* Prompt
From first line to last, write out the data precisely as shown.

Records from a data collection
__________________________________________________

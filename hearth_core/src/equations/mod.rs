//! # Thermal and Combustion Equations
//!
//! Every formula the calculators apply, kept in one place so it can be
//! checked against its reference and documented in the report appendix.
//!
//! ## Modules
//!
//! - [`thermal`] - Layer resistance, surface films, conductive loss
//! - [`combustion`] - Fuel charge energy and the linear burn curve
//! - [`registry`] - Equation metadata and usage tracking

pub mod combustion;
pub mod registry;
pub mod thermal;

pub use combustion::{
    average_power_kw,
    fuel_energy_mj,
    fuel_mass_kg,
    linear_decay_power_kw,
    peak_power_kw,
    usable_energy_kwh,
};

pub use thermal::{
    conductive_loss_w,
    layer_resistance,
    square_perimeter,
    total_resistance,
};

pub use registry::{
    Equation,
    EquationCategory,
    EquationMetadata,
    EquationTracker,
    EquationUsage,
    Reference,
    Variable,
    ALL_EQUATIONS,
    generate_equations_markdown,
};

__________________________________________________

* Answer below
filename hearth_core/src/equations/mod.rs
//! # Thermal and Combustion Equations
//!
//! Every formula the calculators apply, kept in one place so it can be
//! checked against its reference and documented in the report appendix.
//!
//! ## Modules
//!
//! - [`thermal`] - Layer resistance, surface films, conductive loss
//! - [`combustion`] - Fuel charge energy and the linear burn curve
//! - [`registry`] - Equation metadata and usage tracking

pub mod combustion;
pub mod registry;
pub mod thermal;

pub use combustion::{
    average_power_kw,
    fuel_energy_mj,
    fuel_mass_kg,
    linear_decay_power_kw,
    peak_power_kw,
    usable_energy_kwh,
};

pub use thermal::{
    conductive_loss_w,
    layer_resistance,
    square_perimeter,
    total_resistance,
};

pub use registry::{
    Equation,
    EquationCategory,
    EquationMetadata,
    EquationTracker,
    EquationUsage,
    Reference,
    Variable,
    ALL_EQUATIONS,
    generate_equations_markdown,
};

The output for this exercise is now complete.